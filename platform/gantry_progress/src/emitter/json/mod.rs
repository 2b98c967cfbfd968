//! JSON Emitter
//!
//! Machine-readable problem output: a JSON array with one object per problem.

use std::io::Write;

use crate::ProblemProgressDetails;

use super::{ProblemEmitter, SeverityCounts};

/// JSON emitter for machine-readable output.
pub struct JsonEmitter<W: Write> {
    writer: W,
    first: bool,
}

impl<W: Write> JsonEmitter<W> {
    /// Create a new JSON emitter.
    pub fn new(writer: W) -> Self {
        JsonEmitter {
            writer,
            first: true,
        }
    }

    /// Begin the JSON array output.
    pub fn begin(&mut self) {
        let _ = writeln!(self.writer, "[");
    }

    /// End the JSON array output.
    pub fn end(&mut self) {
        let _ = writeln!(self.writer, "\n]");
    }

    /// Give back the underlying writer.
    pub fn into_inner(self) -> W {
        self.writer
    }
}

impl<W: Write> ProblemEmitter for JsonEmitter<W> {
    fn emit(&mut self, problem: &ProblemProgressDetails<'_>) {
        if !self.first {
            let _ = writeln!(self.writer, ",");
        }
        self.first = false;

        if let Err(e) = serde_json::to_writer_pretty(&mut self.writer, problem) {
            tracing::warn!("failed to write problem as JSON: {e}");
        }
    }

    fn flush(&mut self) {
        let _ = self.writer.flush();
    }

    fn emit_summary(&mut self, _counts: &SeverityCounts) {
        // JSON output doesn't need a summary - the data speaks for itself
    }
}
//! Core problem groups.
//!
//! The built-in taxonomy shared by every part of the build. Groups are
//! created on first use and live for the rest of the process, so the
//! returned `Arc`s all point at the same nodes.
//!
//! ```text
//! generic
//! compilation
//! └── java
//! deprecation
//! validation
//! ├── property-validation
//! └── type-validation
//! task-selection
//! plugin-application
//! ```

use std::sync::{Arc, OnceLock};

use crate::ProblemGroup;

struct CoreGroups {
    generic: Arc<ProblemGroup>,
    compilation: Arc<ProblemGroup>,
    compilation_java: Arc<ProblemGroup>,
    deprecation: Arc<ProblemGroup>,
    validation: Arc<ProblemGroup>,
    property_validation: Arc<ProblemGroup>,
    type_validation: Arc<ProblemGroup>,
    task_selection: Arc<ProblemGroup>,
    plugin_application: Arc<ProblemGroup>,
}

impl CoreGroups {
    fn build() -> Self {
        let compilation = ProblemGroup::root("compilation", "Compilation");
        let validation = ProblemGroup::root("validation", "Validation");
        CoreGroups {
            generic: ProblemGroup::root("generic", "Generic"),
            compilation_java: ProblemGroup::child("java", "Java compilation", &compilation),
            compilation,
            deprecation: ProblemGroup::root("deprecation", "Deprecation"),
            property_validation: ProblemGroup::child(
                "property-validation",
                "Property validation problems",
                &validation,
            ),
            type_validation: ProblemGroup::child(
                "type-validation",
                "Type validation",
                &validation,
            ),
            validation,
            task_selection: ProblemGroup::root("task-selection", "Task selection"),
            plugin_application: ProblemGroup::root("plugin-application", "Plugin application"),
        }
    }
}

static CORE_GROUPS: OnceLock<CoreGroups> = OnceLock::new();

fn core() -> &'static CoreGroups {
    CORE_GROUPS.get_or_init(CoreGroups::build)
}

pub fn generic() -> Arc<ProblemGroup> {
    Arc::clone(&core().generic)
}

pub fn compilation() -> Arc<ProblemGroup> {
    Arc::clone(&core().compilation)
}

/// Java compilation, under [`compilation`].
pub fn compilation_java() -> Arc<ProblemGroup> {
    Arc::clone(&core().compilation_java)
}

pub fn deprecation() -> Arc<ProblemGroup> {
    Arc::clone(&core().deprecation)
}

pub fn validation() -> Arc<ProblemGroup> {
    Arc::clone(&core().validation)
}

/// Task property validation, under [`validation`].
pub fn property_validation() -> Arc<ProblemGroup> {
    Arc::clone(&core().property_validation)
}

/// Type validation, under [`validation`].
pub fn type_validation() -> Arc<ProblemGroup> {
    Arc::clone(&core().type_validation)
}

pub fn task_selection() -> Arc<ProblemGroup> {
    Arc::clone(&core().task_selection)
}

pub fn plugin_application() -> Arc<ProblemGroup> {
    Arc::clone(&core().plugin_application)
}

_What the exercise asks_
Please reproduce the lines from the line with "pub fn new(writer: W)" to the line with "the underlying writer.", both ends included, exactly as they appear above.

_Task result_
    pub fn new(writer: W) -> Self {
        JsonEmitter {
            writer,
            first: true,
        }
    }

    /// Begin the JSON array output.
    pub fn begin(&mut self) {
        let _ = writeln!(self.writer, "[");
    }

    /// End the JSON array output.
    pub fn end(&mut self) {
        let _ = writeln!(self.writer, "\n]");
    }

    /// Give back the underlying writer.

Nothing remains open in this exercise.